**What the task asks:** Print the data below exactly, but only the lines from the one containing "filename crates/surfing-core/tests/common/mod.rs" down to the one containing "use surfing_core::workspace::Workspace;", inclusive.

**Task inputs:**
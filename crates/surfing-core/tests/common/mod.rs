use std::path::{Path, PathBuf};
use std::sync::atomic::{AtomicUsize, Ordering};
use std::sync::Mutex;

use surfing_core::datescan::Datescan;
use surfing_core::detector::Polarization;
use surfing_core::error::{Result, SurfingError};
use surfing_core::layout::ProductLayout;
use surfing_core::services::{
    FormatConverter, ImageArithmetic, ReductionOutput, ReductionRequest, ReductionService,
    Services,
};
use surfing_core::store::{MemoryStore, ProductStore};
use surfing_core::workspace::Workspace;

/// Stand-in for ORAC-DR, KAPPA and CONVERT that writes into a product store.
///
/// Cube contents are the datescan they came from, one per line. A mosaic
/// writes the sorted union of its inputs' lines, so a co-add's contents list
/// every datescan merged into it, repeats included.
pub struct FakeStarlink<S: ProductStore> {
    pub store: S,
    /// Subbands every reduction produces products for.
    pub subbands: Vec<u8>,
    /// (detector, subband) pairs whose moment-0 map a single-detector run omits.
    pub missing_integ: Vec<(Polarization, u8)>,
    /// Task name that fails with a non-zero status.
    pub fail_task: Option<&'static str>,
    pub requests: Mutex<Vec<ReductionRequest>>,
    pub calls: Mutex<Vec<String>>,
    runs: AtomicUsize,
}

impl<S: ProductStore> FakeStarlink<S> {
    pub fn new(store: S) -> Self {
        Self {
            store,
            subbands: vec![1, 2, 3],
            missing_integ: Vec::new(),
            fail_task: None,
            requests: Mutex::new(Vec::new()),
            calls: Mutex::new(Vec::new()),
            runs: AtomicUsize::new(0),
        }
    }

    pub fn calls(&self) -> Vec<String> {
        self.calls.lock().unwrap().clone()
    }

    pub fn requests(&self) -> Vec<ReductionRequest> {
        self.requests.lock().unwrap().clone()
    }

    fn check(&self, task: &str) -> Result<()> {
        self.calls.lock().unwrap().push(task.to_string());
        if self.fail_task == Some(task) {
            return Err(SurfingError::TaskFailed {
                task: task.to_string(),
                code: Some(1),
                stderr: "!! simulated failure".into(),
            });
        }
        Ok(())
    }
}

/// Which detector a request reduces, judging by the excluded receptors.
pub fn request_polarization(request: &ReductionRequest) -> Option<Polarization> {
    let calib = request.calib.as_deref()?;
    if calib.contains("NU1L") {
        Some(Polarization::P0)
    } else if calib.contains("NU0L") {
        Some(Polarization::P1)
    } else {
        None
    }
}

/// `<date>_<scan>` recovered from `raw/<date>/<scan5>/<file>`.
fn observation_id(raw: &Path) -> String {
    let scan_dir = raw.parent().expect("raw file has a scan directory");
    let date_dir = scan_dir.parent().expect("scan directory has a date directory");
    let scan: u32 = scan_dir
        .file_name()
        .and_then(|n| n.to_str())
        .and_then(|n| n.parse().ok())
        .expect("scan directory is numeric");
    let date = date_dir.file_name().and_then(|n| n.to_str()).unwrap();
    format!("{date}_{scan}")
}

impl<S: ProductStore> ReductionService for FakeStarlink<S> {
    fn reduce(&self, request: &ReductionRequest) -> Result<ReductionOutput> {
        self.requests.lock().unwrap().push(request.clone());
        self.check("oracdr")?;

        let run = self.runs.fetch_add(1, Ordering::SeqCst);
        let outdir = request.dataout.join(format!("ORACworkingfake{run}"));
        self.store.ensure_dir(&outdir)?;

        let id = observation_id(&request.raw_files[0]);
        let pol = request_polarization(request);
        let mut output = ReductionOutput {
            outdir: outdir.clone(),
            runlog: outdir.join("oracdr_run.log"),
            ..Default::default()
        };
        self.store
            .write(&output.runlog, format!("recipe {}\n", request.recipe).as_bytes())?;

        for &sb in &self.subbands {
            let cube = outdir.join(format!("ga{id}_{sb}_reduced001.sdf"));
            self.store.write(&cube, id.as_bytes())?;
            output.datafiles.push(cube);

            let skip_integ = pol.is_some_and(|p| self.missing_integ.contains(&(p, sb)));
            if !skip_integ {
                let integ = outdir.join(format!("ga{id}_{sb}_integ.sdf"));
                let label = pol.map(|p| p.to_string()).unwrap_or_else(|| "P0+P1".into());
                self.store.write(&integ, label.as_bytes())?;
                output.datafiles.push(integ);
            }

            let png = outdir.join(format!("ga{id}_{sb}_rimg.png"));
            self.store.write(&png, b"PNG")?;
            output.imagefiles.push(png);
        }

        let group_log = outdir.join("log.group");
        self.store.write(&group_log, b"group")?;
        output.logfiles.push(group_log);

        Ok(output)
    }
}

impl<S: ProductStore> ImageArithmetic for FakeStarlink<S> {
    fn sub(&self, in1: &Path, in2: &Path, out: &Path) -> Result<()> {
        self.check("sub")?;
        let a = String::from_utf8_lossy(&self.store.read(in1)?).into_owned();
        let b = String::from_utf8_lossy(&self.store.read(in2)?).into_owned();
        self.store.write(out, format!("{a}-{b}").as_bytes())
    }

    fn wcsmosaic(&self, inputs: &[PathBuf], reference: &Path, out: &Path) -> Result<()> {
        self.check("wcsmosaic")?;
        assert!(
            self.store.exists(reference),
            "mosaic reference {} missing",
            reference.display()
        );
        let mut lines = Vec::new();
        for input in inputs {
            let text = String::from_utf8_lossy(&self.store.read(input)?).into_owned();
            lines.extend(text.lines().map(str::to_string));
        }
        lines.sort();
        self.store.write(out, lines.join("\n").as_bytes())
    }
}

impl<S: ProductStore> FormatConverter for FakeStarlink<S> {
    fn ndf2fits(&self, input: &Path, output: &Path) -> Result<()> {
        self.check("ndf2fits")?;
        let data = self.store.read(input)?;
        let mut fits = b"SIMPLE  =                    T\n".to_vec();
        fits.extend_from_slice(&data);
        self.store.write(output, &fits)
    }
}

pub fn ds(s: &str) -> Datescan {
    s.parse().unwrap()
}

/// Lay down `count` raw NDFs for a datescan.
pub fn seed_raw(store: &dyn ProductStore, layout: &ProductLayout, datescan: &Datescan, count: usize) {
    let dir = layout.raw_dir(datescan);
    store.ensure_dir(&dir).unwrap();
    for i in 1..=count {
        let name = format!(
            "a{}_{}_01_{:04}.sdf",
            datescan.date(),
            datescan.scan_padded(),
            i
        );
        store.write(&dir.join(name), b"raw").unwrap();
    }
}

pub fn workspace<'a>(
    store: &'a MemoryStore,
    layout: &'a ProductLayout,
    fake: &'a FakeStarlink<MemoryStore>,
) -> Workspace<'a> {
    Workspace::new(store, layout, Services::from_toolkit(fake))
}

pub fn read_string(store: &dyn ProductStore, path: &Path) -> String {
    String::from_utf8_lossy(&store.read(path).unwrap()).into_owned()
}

---

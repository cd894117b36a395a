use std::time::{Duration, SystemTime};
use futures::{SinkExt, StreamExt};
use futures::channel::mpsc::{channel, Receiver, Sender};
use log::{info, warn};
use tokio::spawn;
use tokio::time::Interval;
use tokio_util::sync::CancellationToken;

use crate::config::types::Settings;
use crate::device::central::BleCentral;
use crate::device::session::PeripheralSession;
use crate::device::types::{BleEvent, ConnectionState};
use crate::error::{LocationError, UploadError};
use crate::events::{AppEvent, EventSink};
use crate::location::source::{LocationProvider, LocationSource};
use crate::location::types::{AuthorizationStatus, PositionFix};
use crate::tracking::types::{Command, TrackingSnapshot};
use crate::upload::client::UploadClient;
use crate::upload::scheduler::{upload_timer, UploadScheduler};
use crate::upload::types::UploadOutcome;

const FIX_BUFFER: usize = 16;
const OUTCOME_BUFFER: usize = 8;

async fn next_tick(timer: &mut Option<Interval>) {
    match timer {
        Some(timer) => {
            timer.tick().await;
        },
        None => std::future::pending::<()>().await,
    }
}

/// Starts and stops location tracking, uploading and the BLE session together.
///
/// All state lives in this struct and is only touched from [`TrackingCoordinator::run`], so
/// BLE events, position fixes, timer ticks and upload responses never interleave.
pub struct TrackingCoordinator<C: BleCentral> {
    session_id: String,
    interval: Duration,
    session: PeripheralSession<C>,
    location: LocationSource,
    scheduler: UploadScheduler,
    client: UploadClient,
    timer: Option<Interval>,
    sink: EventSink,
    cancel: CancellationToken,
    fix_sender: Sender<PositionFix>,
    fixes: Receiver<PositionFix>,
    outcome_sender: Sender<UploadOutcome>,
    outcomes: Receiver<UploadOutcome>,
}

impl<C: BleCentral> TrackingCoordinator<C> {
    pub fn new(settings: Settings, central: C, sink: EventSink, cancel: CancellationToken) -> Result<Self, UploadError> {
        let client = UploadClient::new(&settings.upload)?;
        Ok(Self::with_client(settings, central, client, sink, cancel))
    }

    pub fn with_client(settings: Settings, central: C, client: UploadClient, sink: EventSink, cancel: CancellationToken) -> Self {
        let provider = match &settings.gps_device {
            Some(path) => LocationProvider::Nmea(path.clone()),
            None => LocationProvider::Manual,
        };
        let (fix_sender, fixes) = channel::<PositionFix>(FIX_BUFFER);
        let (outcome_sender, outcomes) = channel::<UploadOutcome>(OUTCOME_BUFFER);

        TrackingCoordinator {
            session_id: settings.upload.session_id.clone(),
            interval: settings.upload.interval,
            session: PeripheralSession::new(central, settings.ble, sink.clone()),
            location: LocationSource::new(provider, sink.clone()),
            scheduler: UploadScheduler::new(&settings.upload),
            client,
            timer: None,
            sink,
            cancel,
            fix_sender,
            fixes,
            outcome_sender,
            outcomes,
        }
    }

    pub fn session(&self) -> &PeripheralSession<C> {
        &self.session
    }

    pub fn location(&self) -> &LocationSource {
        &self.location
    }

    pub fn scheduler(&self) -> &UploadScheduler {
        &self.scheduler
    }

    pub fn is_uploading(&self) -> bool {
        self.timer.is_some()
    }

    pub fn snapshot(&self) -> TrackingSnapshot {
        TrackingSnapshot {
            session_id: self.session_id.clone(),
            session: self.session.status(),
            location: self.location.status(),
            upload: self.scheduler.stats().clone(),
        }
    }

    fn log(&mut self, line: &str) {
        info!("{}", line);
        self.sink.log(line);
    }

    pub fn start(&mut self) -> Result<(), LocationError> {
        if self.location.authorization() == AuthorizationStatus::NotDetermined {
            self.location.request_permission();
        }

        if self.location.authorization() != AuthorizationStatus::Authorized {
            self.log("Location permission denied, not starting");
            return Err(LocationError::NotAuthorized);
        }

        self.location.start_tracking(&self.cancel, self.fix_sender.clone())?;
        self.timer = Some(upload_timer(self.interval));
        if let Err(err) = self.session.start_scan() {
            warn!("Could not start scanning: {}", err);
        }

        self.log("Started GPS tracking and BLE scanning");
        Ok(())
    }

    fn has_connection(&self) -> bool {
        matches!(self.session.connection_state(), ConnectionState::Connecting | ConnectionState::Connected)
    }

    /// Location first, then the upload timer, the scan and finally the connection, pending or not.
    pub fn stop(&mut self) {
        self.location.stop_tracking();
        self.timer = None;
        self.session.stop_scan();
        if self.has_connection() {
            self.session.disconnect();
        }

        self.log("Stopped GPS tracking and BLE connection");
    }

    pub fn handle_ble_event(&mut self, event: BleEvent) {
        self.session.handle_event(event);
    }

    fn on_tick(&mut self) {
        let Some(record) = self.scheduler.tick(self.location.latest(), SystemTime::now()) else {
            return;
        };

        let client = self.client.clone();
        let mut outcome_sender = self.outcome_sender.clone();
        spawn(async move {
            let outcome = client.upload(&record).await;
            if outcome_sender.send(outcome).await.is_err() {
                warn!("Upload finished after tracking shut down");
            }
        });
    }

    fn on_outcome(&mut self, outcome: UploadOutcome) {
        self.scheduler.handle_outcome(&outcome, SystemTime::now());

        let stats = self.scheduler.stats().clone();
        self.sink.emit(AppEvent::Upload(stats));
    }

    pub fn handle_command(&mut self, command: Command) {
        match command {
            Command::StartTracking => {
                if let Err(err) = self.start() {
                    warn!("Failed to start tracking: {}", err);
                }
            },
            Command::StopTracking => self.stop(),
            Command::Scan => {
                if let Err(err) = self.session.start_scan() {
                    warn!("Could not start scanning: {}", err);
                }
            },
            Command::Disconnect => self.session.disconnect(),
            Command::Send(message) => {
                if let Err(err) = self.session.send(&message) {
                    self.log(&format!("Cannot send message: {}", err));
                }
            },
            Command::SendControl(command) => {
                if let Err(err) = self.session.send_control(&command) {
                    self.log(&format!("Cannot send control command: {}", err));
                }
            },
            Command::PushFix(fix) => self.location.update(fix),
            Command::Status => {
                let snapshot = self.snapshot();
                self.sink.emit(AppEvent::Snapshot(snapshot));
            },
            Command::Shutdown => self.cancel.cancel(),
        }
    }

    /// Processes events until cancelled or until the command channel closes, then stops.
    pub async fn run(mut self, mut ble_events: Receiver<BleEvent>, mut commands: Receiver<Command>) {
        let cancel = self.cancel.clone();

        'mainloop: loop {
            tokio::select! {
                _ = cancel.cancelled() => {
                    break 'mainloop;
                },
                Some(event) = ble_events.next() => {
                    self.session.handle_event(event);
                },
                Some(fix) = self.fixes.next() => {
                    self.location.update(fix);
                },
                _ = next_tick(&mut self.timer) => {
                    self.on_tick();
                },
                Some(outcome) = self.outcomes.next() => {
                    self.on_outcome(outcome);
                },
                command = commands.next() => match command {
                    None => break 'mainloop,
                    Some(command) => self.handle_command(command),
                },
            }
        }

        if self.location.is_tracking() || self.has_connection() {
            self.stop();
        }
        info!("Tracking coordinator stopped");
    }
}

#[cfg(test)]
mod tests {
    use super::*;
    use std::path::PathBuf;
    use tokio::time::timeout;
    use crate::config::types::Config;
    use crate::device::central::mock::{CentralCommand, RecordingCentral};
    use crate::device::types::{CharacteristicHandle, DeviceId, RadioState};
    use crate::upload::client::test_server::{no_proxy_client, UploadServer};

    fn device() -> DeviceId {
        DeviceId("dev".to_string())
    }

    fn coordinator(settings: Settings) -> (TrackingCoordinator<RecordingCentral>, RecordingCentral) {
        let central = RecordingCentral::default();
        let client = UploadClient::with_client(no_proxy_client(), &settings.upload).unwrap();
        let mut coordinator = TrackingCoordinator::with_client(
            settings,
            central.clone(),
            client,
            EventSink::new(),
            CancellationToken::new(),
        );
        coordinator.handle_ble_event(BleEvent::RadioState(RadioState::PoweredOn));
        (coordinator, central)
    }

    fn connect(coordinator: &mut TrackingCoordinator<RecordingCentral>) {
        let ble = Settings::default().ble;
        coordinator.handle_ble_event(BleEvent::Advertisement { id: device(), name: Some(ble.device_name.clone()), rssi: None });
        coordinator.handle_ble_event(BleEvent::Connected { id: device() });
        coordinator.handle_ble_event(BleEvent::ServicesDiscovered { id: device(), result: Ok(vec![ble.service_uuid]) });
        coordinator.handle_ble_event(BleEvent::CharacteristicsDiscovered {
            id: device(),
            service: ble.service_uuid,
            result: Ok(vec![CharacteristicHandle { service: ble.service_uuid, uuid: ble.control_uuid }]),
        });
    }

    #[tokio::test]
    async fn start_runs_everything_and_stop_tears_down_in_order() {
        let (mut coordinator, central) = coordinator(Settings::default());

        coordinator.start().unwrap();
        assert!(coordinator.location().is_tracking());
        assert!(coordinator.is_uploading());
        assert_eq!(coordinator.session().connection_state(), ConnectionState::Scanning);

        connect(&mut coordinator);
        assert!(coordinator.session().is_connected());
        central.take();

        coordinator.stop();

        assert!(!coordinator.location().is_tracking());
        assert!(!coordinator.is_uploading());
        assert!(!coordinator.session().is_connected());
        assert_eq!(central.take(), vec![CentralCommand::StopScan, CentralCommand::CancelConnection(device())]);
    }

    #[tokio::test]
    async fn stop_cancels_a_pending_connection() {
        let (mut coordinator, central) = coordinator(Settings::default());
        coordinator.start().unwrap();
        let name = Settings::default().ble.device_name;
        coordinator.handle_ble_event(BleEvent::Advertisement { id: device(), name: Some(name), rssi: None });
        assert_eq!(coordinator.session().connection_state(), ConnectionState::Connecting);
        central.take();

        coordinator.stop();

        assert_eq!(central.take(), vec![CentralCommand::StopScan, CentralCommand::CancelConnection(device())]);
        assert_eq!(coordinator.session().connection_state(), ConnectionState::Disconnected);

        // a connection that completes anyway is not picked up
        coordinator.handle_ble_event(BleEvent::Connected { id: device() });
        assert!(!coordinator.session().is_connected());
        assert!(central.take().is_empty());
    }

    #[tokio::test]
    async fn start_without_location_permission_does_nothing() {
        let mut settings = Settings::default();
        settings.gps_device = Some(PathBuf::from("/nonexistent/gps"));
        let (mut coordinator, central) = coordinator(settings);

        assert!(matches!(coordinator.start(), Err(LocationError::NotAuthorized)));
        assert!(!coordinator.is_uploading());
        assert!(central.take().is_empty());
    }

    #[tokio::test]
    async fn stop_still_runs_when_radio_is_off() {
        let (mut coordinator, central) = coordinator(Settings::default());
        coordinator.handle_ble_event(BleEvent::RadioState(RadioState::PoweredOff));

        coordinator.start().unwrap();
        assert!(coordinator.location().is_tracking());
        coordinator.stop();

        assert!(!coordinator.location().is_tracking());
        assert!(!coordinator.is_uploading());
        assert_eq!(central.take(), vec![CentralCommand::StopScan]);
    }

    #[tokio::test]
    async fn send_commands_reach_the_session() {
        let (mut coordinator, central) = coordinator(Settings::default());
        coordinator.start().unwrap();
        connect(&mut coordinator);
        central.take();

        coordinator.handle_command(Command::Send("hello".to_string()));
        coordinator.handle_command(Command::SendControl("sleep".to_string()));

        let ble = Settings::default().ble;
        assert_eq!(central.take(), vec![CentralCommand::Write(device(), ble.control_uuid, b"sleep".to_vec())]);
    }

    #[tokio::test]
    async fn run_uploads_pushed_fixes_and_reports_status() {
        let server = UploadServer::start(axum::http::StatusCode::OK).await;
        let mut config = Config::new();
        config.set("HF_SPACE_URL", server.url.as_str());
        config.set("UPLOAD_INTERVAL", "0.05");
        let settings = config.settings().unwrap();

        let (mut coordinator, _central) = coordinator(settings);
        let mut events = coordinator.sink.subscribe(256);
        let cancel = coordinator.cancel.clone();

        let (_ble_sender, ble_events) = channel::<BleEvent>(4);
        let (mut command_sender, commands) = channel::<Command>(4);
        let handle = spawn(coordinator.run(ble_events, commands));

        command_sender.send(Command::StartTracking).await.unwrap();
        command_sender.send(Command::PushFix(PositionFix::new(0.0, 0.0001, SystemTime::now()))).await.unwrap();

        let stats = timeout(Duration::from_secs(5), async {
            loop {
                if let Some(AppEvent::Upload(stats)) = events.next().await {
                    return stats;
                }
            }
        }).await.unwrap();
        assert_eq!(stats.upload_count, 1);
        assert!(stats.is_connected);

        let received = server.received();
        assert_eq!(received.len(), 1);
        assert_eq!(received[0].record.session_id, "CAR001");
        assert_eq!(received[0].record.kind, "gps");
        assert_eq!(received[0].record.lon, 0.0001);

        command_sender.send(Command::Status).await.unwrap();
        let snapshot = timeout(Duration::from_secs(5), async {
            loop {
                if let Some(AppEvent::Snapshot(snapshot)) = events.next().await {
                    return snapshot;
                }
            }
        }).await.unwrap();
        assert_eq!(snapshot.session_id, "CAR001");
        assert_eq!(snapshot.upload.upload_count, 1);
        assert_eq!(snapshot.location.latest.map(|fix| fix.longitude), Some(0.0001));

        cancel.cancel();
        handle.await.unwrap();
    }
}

**Output of the exercise:**
filename crates/surfing-core/tests/common/mod.rs
use std::path::{Path, PathBuf};
use std::sync::atomic::{AtomicUsize, Ordering};
use std::sync::Mutex;

use surfing_core::datescan::Datescan;
use surfing_core::detector::Polarization;
use surfing_core::error::{Result, SurfingError};
use surfing_core::layout::ProductLayout;
use surfing_core::services::{
    FormatConverter, ImageArithmetic, ReductionOutput, ReductionRequest, ReductionService,
    Services,
};
use surfing_core::store::{MemoryStore, ProductStore};
use surfing_core::workspace::Workspace;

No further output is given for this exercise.